Last night he took me out for a cup of peppermint tea. "I don't think I've ever met a girl from Cold Lake before who is as interesting as you are. You've been everywhere. You've done everything."

"I haven't done much," I told him, sipping my tea. "All I did was leave."

Tuesday, July 03, 2007

In the dark.

After dating long distance for nearly a year, the Alex Dodd and I are only just beginning to discover our differences. So far, we haven't encountered any insurmountable problems, and our disagreements are usually amicably settled when he agrees that I'm correct, once again, just to placate me (or more accurately, because I am correct). But this past weeked, we finally came to a head on several key issues:

1) Whether to sleep with the blinds up or down.

Alex thinks that complete darkness is necessary to sleep and to combat insomnia. I think light streaming through my window in the morning helps me wake up and prepare me for another glorious day. He argues that northern Alberta's light confuses him, which I supposed is partially true. (This morning I woke up, thinking that I had slept through my alarm because it was so bright outside. But when I looked at my clock, it only read 4:23 a.m.) I argued that because of my nightmares, I don't like complete dark, because then when I wake up, I'm confused about where I am.

We determined that a compromise of some sort is necessary. I suggested he invest in one of those black satin eye covers. He told me this wasn't gonna happen. And if you ask me, that's not the spirit of compromise.

2) To nap or not to nap.

I hate napping.

During naptime in playschool, I'd gaze around at my classmates, happily sucking on their thumbs and drooling on their brightly coloured mats, only to wonder what the hell was wrong with them. At home, my Dad would try to get me to nap, and I'd pretend to sleep just to make him happy. I rarely even sleep on car rides. (Last summer in Australia, I had to take a hot, packed 15-hour night bus up the coast. Desperately needing rest, I swallowed some prescription sleeping pills to help me out, but I still couldn't fall asleep. Instead, the medication just drugged me up to the point where I couldn't move my limbs, but I was still fully concious.)

Even now, I don't nap. And when I do, I don't enjoy it. But Alex, the occassional insomniac, LOVES to nap, while I, also the occassional insomniac, recognize that sleeping during the day prevents sleep at night. On top of that, napping leaves me with dried-out contacts, fuzzy hair, a gross taste in my mouth, nightmares during the day and no real sense of rejuvination. Worst of all, sleeping in the middle of the day is a waste of time. Why sleep when you can be awake enjoying the day?

So why is this is a problem? Because Alex keeps trying to make me nap with him. He tries to trick me into it by telling me he just wants to cuddle, but I'm not that easily fooled. It's not going to happen, friend.

3) Movie time lighting.

Although I'll admit this is a little odd, I never watch movies at home with the lights off.

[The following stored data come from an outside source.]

//! 配置文件
//!
//! `.toml` 用 toml 解析, 其它后缀按 json 解析。

use std::collections::{HashMap, HashSet};
use std::fs;
use std::path::Path;

use regex::Regex;
use serde::Deserialize;
use serde::Serialize;

#[derive(Debug, thiserror::Error)]
pub enum ConfigError {
    #[error("无法读取配置文件 {path}: {source}")]
    Read {
        path: String,
        #[source]
        source: std::io::Error,
    },
    #[error("配置文件格式错误 {path}: {message}")]
    Parse { path: String, message: String },
    #[error("账号 '{0}' 格式错误, 应为 <协议>.<名称>")]
    InvalidAccount(String),
    #[error("网关 '{gateway}' 引用了未配置的桥 '{account}'")]
    UnknownAccount { gateway: String, account: String },
    #[error("协议 '{0}' 没有对应的桥实现")]
    UnknownProtocol(String),
    #[error("存在同名网关: {0}")]
    DuplicateGateway(String),
    #[error("网关 '{0}' 没有配置任何频道")]
    EmptyGateway(String),
    #[error("{field} 不是有效的地址 '{value}': {source}")]
    InvalidUrl {
        field: &'static str,
        value: String,
        #[source]
        source: url::ParseError,
    },
    #[error("媒体存储初始化失败: {0}")]
    Media(String),
    #[error("{account} 的正则 '{pattern}' 无效: {source}")]
    Regex {
        account: String,
        pattern: String,
        #[source]
        source: regex::Error,
    },
}

#[derive(Deserialize, Serialize, Debug, Default, Clone)]
pub struct Config {
    #[serde(default)]
    pub general: GeneralConfig,
    #[serde(default, rename = "gateway")]
    pub gateways: Vec<GatewayConfig>,
    /// `[<protocol>.<name>]` 桥实例配置
    #[serde(flatten)]
    pub protocols: HashMap<String, HashMap<String, BridgeConfig>>,
}

impl Config {
    pub fn load(path: &Path) -> Result<Self, ConfigError> {
        let file = fs::read_to_string(path).map_err(|source| ConfigError::Read {
            path: path.display().to_string(),
            source,
        })?;
        let is_toml = path.extension().map_or(false, |ext| ext == "toml");
        Self::parse(&file, is_toml).map_err(|message| ConfigError::Parse {
            path: path.display().to_string(),
            message,
        })
    }

    pub fn parse(content: &str, is_toml: bool) -> Result<Self, String> {
        if is_toml {
            toml::from_str(content).map_err(|e| e.to_string())
        } else {
            serde_json::from_str(content).map_err(|e| e.to_string())
        }
    }

    /// 根据账号查询桥配置
    pub fn bridge(&self, account: &str) -> Option<&BridgeConfig> {
        let (protocol, name) = split_account(account)?;
        self.protocols.get(protocol)?.get(name)
    }

    /// 启用的网关
    pub fn enabled_gateways(&self) -> impl Iterator<Item = &GatewayConfig> {
        self.gateways.iter().filter(|gw| gw.enable)
    }

    /// # 校验配置
    /// ### Arguments
    /// - `has_protocol` 判断协议是否有对应的桥实现
    /// ### Return
    /// 每个启用网关引用到的桥的规则
    pub fn validate(
        &self,
        has_protocol: impl Fn(&str) -> bool,
    ) -> Result<HashMap<String, BridgeRules>, ConfigError> {
        self.general.validate()?;
        let mut names = HashSet::new();
        let mut rules = HashMap::new();
        for gateway in self.enabled_gateways() {
            if !names.insert(gateway.name.as_str()) {
                return Err(ConfigError::DuplicateGateway(gateway.name.clone()));
            }
            if gateway.entries().next().is_none() {
                return Err(ConfigError::EmptyGateway(gateway.name.clone()));
            }
            for (entry, _) in gateway.entries() {
                let (protocol, _) = split_account(&entry.account)
                    .ok_or_else(|| ConfigError::InvalidAccount(entry.account.clone()))?;
                let bridge = self
                    .bridge(&entry.account)
                    .ok_or_else(|| ConfigError::UnknownAccount {
                        gateway: gateway.name.clone(),
                        account: entry.account.clone(),
                    })?;
                if !has_protocol(protocol) {
                    return Err(ConfigError::UnknownProtocol(protocol.to_string()));
                }
                if !rules.contains_key(&entry.account) {
                    rules.insert(entry.account.clone(), bridge.compile(&entry.account)?);
                }
            }
        }
        Ok(rules)
    }
}

/// 拆分账号 `telegram.main` => (`telegram`, `main`)
pub fn split_account(account: &str) -> Option<(&str, &str)> {
    let (protocol, name) = account.split_once('.')?;
    if protocol.is_empty() || name.is_empty() {
        return None;
    }
    Some((protocol, name))
}

/// `[general]`
#[derive(Deserialize, Serialize, Debug, Clone)]
#[serde(default, rename_all = "PascalCase")]
pub struct GeneralConfig {
    pub remote_nick_format: String,
    pub strip_nick: bool,
    pub preserve_threading: bool,
    #[serde(rename = "IconURL")]
    pub icon_url: String,
    /// 媒体服务器上传地址 (PUT)
    pub media_server_upload: String,
    /// 本地媒体目录, 与 MediaServerUpload 二选一
    pub media_download_path: String,
    /// 上传后对外的下载地址前缀
    pub media_server_download: String,
    /// 下载附件的大小上限 (字节)
    pub media_download_size: u64,
    /// 头像变化后是否重新上传; false 时首次上传后永久缓存
    pub avatar_reupload_on_change: bool,
    pub retry_max: u32,
    pub retry_initial_delay_ms: u64,
    pub retry_max_delay_ms: u64,
    pub retry_multiplier: f64,
    /// 0.0 ~ 1.0, 退避时间的随机浮动比例
    pub retry_jitter: f64,
    pub message_map_size: usize,
    #[serde(rename = "MessageMapTTLSecs")]
    pub message_map_ttl_secs: u64,
    pub shutdown_grace_secs: u64,
    pub log_dir: String,
}

impl Default for GeneralConfig {
    fn default() -> Self {
        GeneralConfig {
            remote_nick_format: String::new(),
            strip_nick: false,
            preserve_threading: false,
            icon_url: String::new(),
            media_server_upload: String::new(),
            media_download_path: String::new(),
            media_server_download: String::new(),
            media_download_size: 1_000_000,
            avatar_reupload_on_change: false,
            retry_max: 3,
            retry_initial_delay_ms: 500,
            retry_max_delay_ms: 10_000,
            retry_multiplier: 2.0,
            retry_jitter: 0.2,
            message_map_size: 5000,
            message_map_ttl_secs: 24 * 60 * 60,
            shutdown_grace_secs: 10,
            log_dir: "./logs".to_string(),
        }
    }
}

impl GeneralConfig {
    /// 媒体服务器地址必须能解析
    fn validate(&self) -> Result<(), ConfigError> {
        let urls = [
            ("MediaServerUpload", &self.media_server_upload),
            ("MediaServerDownload", &self.media_server_download),
        ];
        for (field, value) in urls {
            if value.is_empty() {
                continue;
            }
            url::Url::parse(value).map_err(|source| ConfigError::InvalidUrl {
                field,
                value: value.clone(),
                source,
            })?;
        }
        Ok(())
    }
}

/// `[<protocol>.<name>]` 单个桥实例的配置
#[derive(Deserialize, Serialize, Debug, Clone, PartialEq)]
#[serde(default, rename_all = "PascalCase")]
pub struct BridgeConfig {
    pub token: String,
    pub server: String,
    pub bind_address: String,
    /// api 桥的消息缓冲区大小
    pub buffer: usize,
    /// 消息格式: "HTML" / "Markdown" / 空为纯文本
    pub message_format: String,
    pub label: String,
    pub remote_nick_format: String,
    /// 空格分隔
    pub ignore_nicks: String,
    /// 空格分隔的正则
    pub ignore_messages: String,
    pub replace_messages: Vec<(String, String)>,
    pub replace_nicks: Vec<(String, String)>,
    pub show_join_part: bool,
    pub show_topic_change: bool,
    pub strip_nick: bool,
    pub preserve_threading: bool,
    #[serde(rename = "IconURL")]
    pub icon_url: String,
    /// discord 通过 webhook 发送, 可以显示远端用户的名字和头像
    #[serde(rename = "WebhookURL")]
    pub webhook_url: String,
    /// telegram 不下载文件, 直接转发带 token 的文件链接
    #[serde(rename = "UseInsecureURL")]
    pub use_insecure_url: bool,
    pub edit_suffix: String,
    pub edit_disable: bool,
}

impl Default for BridgeConfig {
    fn default() -> Self {
        BridgeConfig {
            token: String::new(),
            server: String::new(),
            bind_address: String::new(),
            buffer: 1000,
            message_format: String::new(),
            label: String::new(),
            remote_nick_format: String::new(),
            ignore_nicks: String::new(),
            ignore_messages: String::new(),
            replace_messages: vec![],
            replace_nicks: vec![],
            show_join_part: false,
            show_topic_change: false,
            strip_nick: false,
            preserve_threading: false,
            icon_url: String::new(),
            webhook_url: String::new(),
            use_insecure_url: false,
            edit_suffix: String::new(),
            edit_disable: false,
        }
    }
}

impl BridgeConfig {
    /// 启动时编译正则, 之后每条消息复用
    pub fn compile(&self, account: &str) -> Result<BridgeRules, ConfigError> {
        let regex = |pattern: &str| {
            Regex::new(pattern).map_err(|source| ConfigError::Regex {
                account: account.to_string(),
                pattern: pattern.to_string(),
                source,
            })
        };
        let mut rules = BridgeRules {
            ignore_nicks: self
                .ignore_nicks
                .split_whitespace()
                .map(str::to_string)
                .collect(),
            ..Default::default()
        };
        for pattern in self.ignore_messages.split_whitespace() {
            rules.ignore_messages.push(regex(pattern)?);
        }
        for (search, replace) in &self.replace_messages {
            rules.replace_messages.push((regex(search)?, replace.clone()));
        }
        for (search, replace) in &self.replace_nicks {
            rules.replace_nicks.push((regex(search)?, replace.clone()));
        }
        Ok(rules)
    }
}

/// 编译后的过滤/替换规则
#[derive(Debug, Clone, Default)]
pub struct BridgeRules {
    pub ignore_nicks: Vec<String>,
    pub ignore_messages: Vec<Regex>,
    pub replace_messages: Vec<(Regex, String)>,
    pub replace_nicks: Vec<(Regex, String)>,
}

/// `[[gateway]]`
#[derive(Deserialize, Serialize, Debug, Clone)]
pub struct GatewayConfig {
    pub name: String,
    #[serde(default = "enable_by_default")]
    pub enable: bool,
    #[serde(default, rename = "in")]
    pub inbound: Vec<ChannelEntry>,
    #[serde(default, rename = "out")]
    pub outbound: Vec<ChannelEntry>,
    #[serde(default)]
    pub inout: Vec<ChannelEntry>,
}

fn enable_by_default() -> bool {
    true
}

impl GatewayConfig {
    pub fn entries(&self) -> impl Iterator<Item = (&ChannelEntry, Direction)> {
        self.inbound
            .iter()
            .map(|entry| (entry, Direction::In))
            .chain(self.outbound.iter().map(|entry| (entry, Direction::Out)))
            .chain(self.inout.iter().map(|entry| (entry, Direction::InOut)))
    }
}

#[derive(Deserialize, Serialize, Debug, Clone, PartialEq, Eq)]
pub struct ChannelEntry {
    pub account: String,
    pub channel: String,
}

/// 频道在网关中的方向
#[derive(Debug, Clone, Copy, PartialEq, Eq)]
pub enum Direction {
    In,
    Out,
    InOut,
}

impl Direction {
    /// 该频道的消息可以进入网关
    pub fn is_in(&self) -> bool {
        matches!(self, Direction::In | Direction::InOut)
    }

    /// 网关的消息可以发往该频道
    pub fn is_out(&self) -> bool {
        matches!(self, Direction::Out | Direction::InOut)
    }

    /// 同一频道在网关中出现多次时合并方向
    pub fn merge(self, other: Direction) -> Direction {
        if self == other {
            self
        } else {
            Direction::InOut
        }
    }
}
//! Configuration for Janitor operations
//!
//! Defines the sweep interval and how much each sweep reports.

use provenant_store::{ConfigError, StoreConfig};
use serde::{Deserialize, Serialize};
use std::path::Path;
use std::time::Duration;

/// Configuration for the Janitor service
///
/// # Examples
///
/// ```
/// use provenant_janitor::JanitorConfig;
///
/// // Default configuration (balanced)
/// let config = JanitorConfig::default();
/// assert_eq!(config.sweep_interval_minutes, 60);
///
/// // Frequent, detailed sweeps
/// let config = JanitorConfig::aggressive();
/// assert_eq!(config.sweep_interval_minutes, 15);
///
/// // Occasional, summary sweeps
/// let config = JanitorConfig::lenient();
/// assert!(!config.report_dangling_edges);
/// ```
#[derive(Debug, Clone, PartialEq, Serialize, Deserialize)]
#[serde(default)]
pub struct JanitorConfig {
    /// How often to run the sweep cycle (in minutes)
    /// Default: Every 60 minutes (hourly)
    pub sweep_interval_minutes: u64,

    /// Most ids reported per finding kind in one sweep
    /// Default: 100
    pub sample_limit: usize,

    /// Also look for edges whose endpoint node is gone (only possible with
    /// foreign keys disabled)
    /// Default: true
    pub report_dangling_edges: bool,

    /// Strictly decode every property and location payload
    /// Default: true
    pub scan_payloads: bool,
}

impl Default for JanitorConfig {
    fn default() -> Self {
        Self {
            sweep_interval_minutes: 60,
            sample_limit: 100,
            report_dangling_edges: true,
            scan_payloads: true,
        }
    }
}

impl JanitorConfig {
    /// Frequent sweeps with large samples
    ///
    /// Suitable while a bulk migration or a new extraction pipeline is being
    /// rolled out.
    pub fn aggressive() -> Self {
        Self {
            sweep_interval_minutes: 15,
            sample_limit: 1000,
            report_dangling_edges: true,
            scan_payloads: true,
        }
    }

    /// Infrequent sweeps that only look for orphans
    pub fn lenient() -> Self {
        Self {
            sweep_interval_minutes: 360,
            sample_limit: 20,
            report_dangling_edges: false,
            scan_payloads: false,
        }
    }

    /// Parse from TOML text and validate
    pub fn from_toml(toml_str: &str) -> Result<Self, ConfigError> {
        let config: Self = toml::from_str(toml_str)?;
        config.validate()?;
        Ok(config)
    }

    /// Load from a TOML file and validate
    pub fn from_file<P: AsRef<Path>>(path: P) -> Result<Self, ConfigError> {
        let contents = std::fs::read_to_string(path)?;
        Self::from_toml(&contents)
    }

    /// Validate the configuration
    pub fn validate(&self) -> Result<(), ConfigError> {
        if self.sweep_interval_minutes == 0 {
            return Err(ConfigError::Invalid {
                field: "sweep_interval_minutes",
                reason: "must be at least 1".to_string(),
            });
        }
        if self.sample_limit == 0 {
            return Err(ConfigError::Invalid {
                field: "sample_limit",
                reason: "must be at least 1".to_string(),
            });
        }
        Ok(())
    }

    /// Get sweep interval as Duration
    pub fn sweep_interval(&self) -> Duration {
        Duration::from_secs(self.sweep_interval_minutes.max(1) * 60)
    }
}

/// Configuration file for the `provenant-janitor` binary
///
/// ```toml
/// [store]
/// path = "provenant.db"
///
/// [janitor]
/// sweep_interval_minutes = 30
/// sample_limit = 50
/// ```
#[derive(Debug, Clone, Default, PartialEq, Serialize, Deserialize)]
#[serde(default)]
pub struct ServiceConfig {
    /// Database to sweep
    pub store: StoreConfig,
    /// Sweep settings
    pub janitor: JanitorConfig,
}

impl ServiceConfig {
    /// Parse from TOML text and validate both sections
    pub fn from_toml(toml_str: &str) -> Result<Self, ConfigError> {
        let config: Self = toml::from_str(toml_str)?;
        config.validate()?;
        Ok(config)
    }

    /// Load from a TOML file and validate both sections
    pub fn from_file<P: AsRef<Path>>(path: P) -> Result<Self, ConfigError> {
        let contents = std::fs::read_to_string(path)?;
        Self::from_toml(&contents)
    }

    /// Validate both sections
    pub fn validate(&self) -> Result<(), ConfigError> {
        self.store.validate()?;
        self.janitor.validate()
    }
}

It's mainly because I find it really hard on the eyes. (Exception: I prefer to watch movies with subtitles with the lights off.) Alex never watches movies at home with the lights on. We usually compromise and use the dimmer switch. This also becomes a problem when we're eating--I would never dream of eating in the dark because I like to see my food. Alex, however, could happily make and consume a 4-course meal with nothing more than the glow of a stove's burners.

Want to help us settle the argument? And got any suggestions for compromises?